Là-dessus le petit Chose replia la lettre et la rendit à son père d’une main qui né tremblait pas. C’était un grand philosophe, comme vous voyez.
A ce moment, Mme Eyssette entra dans le magasin, puis Jacques timidement derrière elle.... Tous deux s’approchèrent du petit Chose et l’embrassèrent en silence; depuis la veille ils étaient au courant de ce qui se passait.
— Qu’on s’occupe de sa malle! fit brusquement M. Eyssette, il part demain matin par le bateau.
Mme Eyssette poussa un gros soupir, Jacques esquissa un sanglot, et tout fut dit.
On commençait à être fait au malheur dans cette maison-là.

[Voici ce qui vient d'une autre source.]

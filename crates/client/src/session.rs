//! Login and logout.

use std::sync::Arc;

use tradenest_auth::routes::LOGIN_PATH;
use tradenest_auth::{Credential, Role, Session, SessionStore, StoreError};

use crate::backend::{AuthApi, LoginRequest};
use crate::error::ApiError;

#[derive(Debug, Clone, PartialEq, Eq)]
pub struct LoginOutcome {
    pub email: String,
    pub role: Role,
    /// Where to go next: the role's own dashboard.
    pub landing: &'static str,
    /// Backend's greeting, if any.
    pub message: Option<String>,
}

/// The stored session's owner. `role` is `None` when the stored indicator
/// does not decode.
#[derive(Debug, Clone, PartialEq, Eq)]
pub struct CurrentUser {
    pub email: String,
    pub role: Option<Role>,
}

#[derive(Debug, thiserror::Error)]
pub enum LoginError {
    #[error("login failed: {}", describe(.0))]
    Api(#[from] ApiError),
    #[error("invalid user role '{0}'")]
    InvalidRole(String),
    #[error("failed to persist session: {0}")]
    Store(#[from] StoreError),
}

fn describe(err: &ApiError) -> String {
    err.backend_message().unwrap_or_else(|| err.to_string())
}

/// Login/logout flow over the session store.
#[derive(Clone)]
pub struct SessionService {
    store: Arc<dyn SessionStore>,
    api: Arc<dyn AuthApi>,
}

impl SessionService {
    pub fn new(store: Arc<dyn SessionStore>, api: Arc<dyn AuthApi>) -> Self {
        Self { store, api }
    }

    /// Authenticate and persist the session.
    ///
    /// The role code is validated before anything is written, so a rejected
    /// login never leaves a credential without a role behind. The session is
    /// the last write: an `Err` always means no new session was stored.
    pub async fn login(
        &self,
        email: &str,
        password: &str,
        remember: bool,
    ) -> Result<LoginOutcome, LoginError> {
        let resp = self.api.login(&LoginRequest::new(email, password)).await?;

        let role = resp
            .role
            .role()
            .ok_or_else(|| LoginError::InvalidRole(resp.role.to_string()))?;

        let session = Session {
            credential: Credential::new(resp.tokens.token, resp.tokens.refresh_token, &resp.email),
            role,
        };
        let remembered = remember.then_some(resp.email.as_str());
        self.store.set_remembered_email(remembered)?;
        self.store.save_session(&session)?;

        tracing::info!(email = %resp.email, %role, "logged in");

        Ok(LoginOutcome {
            email: resp.email,
            role,
            landing: role.dashboard_path(),
            message: resp.message,
        })
    }

    /// Clear all stored state and return the login path.
    pub fn logout(&self) -> Result<&'static str, StoreError> {
        self.store.clear()?;
        tracing::info!("logged out");
        Ok(LOGIN_PATH)
    }

    /// Who is logged in, if anyone.
    pub fn current(&self) -> Result<Option<CurrentUser>, StoreError> {
        let Some(credential) = self.store.credential()? else {
            return Ok(None);
        };
        Ok(Some(CurrentUser {
            email: credential.owner_email,
            role: self.store.role()?,
        }))
    }

    pub fn remembered_email(&self) -> Result<Option<String>, StoreError> {
        self.store.remembered_email()
    }
}

#[cfg(test)]
mod tests {
    use super::*;
    use crate::backend::{LoginResponse, RefreshRequest, RoleCode};
    use async_trait::async_trait;
    use tradenest_auth::{InMemorySessionStore, RefreshIdentity, TokenPair};

    struct FixedLogin(Result<serde_json::Value, ApiError>);

    #[async_trait]
    impl AuthApi for FixedLogin {
        async fn login(&self, _request: &LoginRequest) -> Result<LoginResponse, ApiError> {
            match &self.0 {
                Ok(body) => Ok(serde_json::from_value(body.clone()).unwrap()),
                Err(ApiError::Status { status, body }) => Err(ApiError::Status {
                    status: *status,
                    body: body.clone(),
                }),
                Err(other) => Err(ApiError::Network(other.to_string())),
            }
        }

        async fn refresh(&self, _request: &RefreshRequest) -> Result<TokenPair, ApiError> {
            unreachable!("refresh is not part of login")
        }
    }

    fn service(response: Result<serde_json::Value, ApiError>) -> (Arc<InMemorySessionStore>, SessionService) {
        let store = Arc::new(InMemorySessionStore::new());
        let svc = SessionService::new(store.clone(), Arc::new(FixedLogin(response)));
        (store, svc)
    }

    #[tokio::test]
    async fn login_persists_session_and_lands_on_dashboard() {
        let (store, svc) = service(Ok(serde_json::json!({
            "token": "t", "refreshToken": "r", "email": "ada@shop.io", "role": 0,
            "message": "Login successful"
        })));

        let outcome = svc.login("ada@shop.io", "pw", false).await.unwrap();
        assert_eq!(outcome.role, Role::Admin);
        assert_eq!(outcome.landing, "/admin/dashboard");
        assert_eq!(outcome.message.as_deref(), Some("Login successful"));

        let entries = store.entries();
        assert_eq!(entries.token.as_deref(), Some("t"));
        assert_eq!(entries.role.as_deref(), Some("0"));
        assert!(entries.remembered_email.is_none());
    }

    #[tokio::test]
    async fn remember_me_keeps_email_until_unticked() {
        let body = serde_json::json!({
            "token": "t", "refreshToken": "r", "email": "cara@shop.io", "role": "2"
        });

        let (store, svc) = service(Ok(body));
        svc.login("cara@shop.io", "pw", true).await.unwrap();
        assert_eq!(svc.remembered_email().unwrap().as_deref(), Some("cara@shop.io"));

        svc.login("cara@shop.io", "pw", false).await.unwrap();
        assert!(store.entries().remembered_email.is_none());
    }

    #[tokio::test]
    async fn invalid_role_persists_nothing() {
        let (store, svc) = service(Ok(serde_json::json!({
            "token": "t", "refreshToken": "r", "email": "x@shop.io", "role": 9
        })));

        let err = svc.login("x@shop.io", "pw", true).await.unwrap_err();
        assert!(matches!(err, LoginError::InvalidRole(ref code) if code == "9"));
        assert!(store.entries().is_empty());
    }

    #[tokio::test]
    async fn backend_message_surfaces_in_error() {
        let (store, svc) = service(Err(ApiError::Status {
            status: 400,
            body: r#"{"message":"Invalid email or password"}"#.into(),
        }));

        let err = svc.login("x@shop.io", "bad", false).await.unwrap_err();
        assert_eq!(err.to_string(), "login failed: Invalid email or password");
        assert!(store.entries().is_empty());
    }

    #[tokio::test]
    async fn logout_clears_everything() {
        let (store, svc) = service(Ok(serde_json::json!({
            "token": "t", "refreshToken": "r", "email": "sam@shop.io", "role": 1
        })));
        svc.login("sam@shop.io", "pw", true).await.unwrap();
        assert_eq!(
            svc.current().unwrap(),
            Some(CurrentUser {
                email: "sam@shop.io".to_string(),
                role: Some(Role::Seller),
            })
        );

        assert_eq!(svc.logout().unwrap(), LOGIN_PATH);
        assert!(store.entries().is_empty());
        assert_eq!(svc.current().unwrap(), None);
    }

    /// In-memory store whose remembered-email write always fails.
    struct NoRememberStore(InMemorySessionStore);

    impl SessionStore for NoRememberStore {
        fn credential(&self) -> Result<Option<Credential>, StoreError> {
            self.0.credential()
        }
        fn refresh_identity(&self) -> Result<Option<RefreshIdentity>, StoreError> {
            self.0.refresh_identity()
        }
        fn role(&self) -> Result<Option<Role>, StoreError> {
            self.0.role()
        }
        fn save_session(&self, session: &Session) -> Result<(), StoreError> {
            self.0.save_session(session)
        }
        fn replace_tokens(
            &self,
            sent: &RefreshIdentity,
            tokens: &TokenPair,
        ) -> Result<bool, StoreError> {
            self.0.replace_tokens(sent, tokens)
        }
        fn remembered_email(&self) -> Result<Option<String>, StoreError> {
            self.0.remembered_email()
        }
        fn set_remembered_email(&self, _email: Option<&str>) -> Result<(), StoreError> {
            Err(StoreError::Io {
                path: "session.json".into(),
                source: std::io::Error::other("disk full"),
            })
        }
        fn clear(&self) -> Result<(), StoreError> {
            self.0.clear()
        }
    }

    #[tokio::test]
    async fn failed_login_write_stores_no_session() {
        let store = Arc::new(NoRememberStore(InMemorySessionStore::new()));
        let svc = SessionService::new(
            store.clone(),
            Arc::new(FixedLogin(Ok(serde_json::json!({
                "token": "t", "refreshToken": "r", "email": "sam@shop.io", "role": 1
            })))),
        );

        let err = svc.login("sam@shop.io", "pw", true).await.unwrap_err();
        assert!(matches!(err, LoginError::Store(_)));
        assert!(store.credential().unwrap().is_none());
        assert!(store.role().unwrap().is_none());
        assert_eq!(svc.current().unwrap(), None);
    }

    #[test]
    fn role_code_display_is_used_for_invalid_role() {
        let err = LoginError::InvalidRole(RoleCode::Number(4).to_string());
        assert_eq!(err.to_string(), "invalid user role '4'");
    }
}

Le lendemain de cette journée mémorable, toute la famille accompagna le petit Chose au bateau. Par une coïncidence singulière, c’était le même bateau qui avait amené les Eyssettes à Lyon six ans auparavant. Naturellement on se rappela le parapluie d’Annou, le perroquet de Robinson, et quelques autres épisodes du débarquement. Ces souvenirs égayèrent un peu ce [24] triste départ, et amenèrent l’ombre d’un sourire sur les lèvres de Mme Eyssette.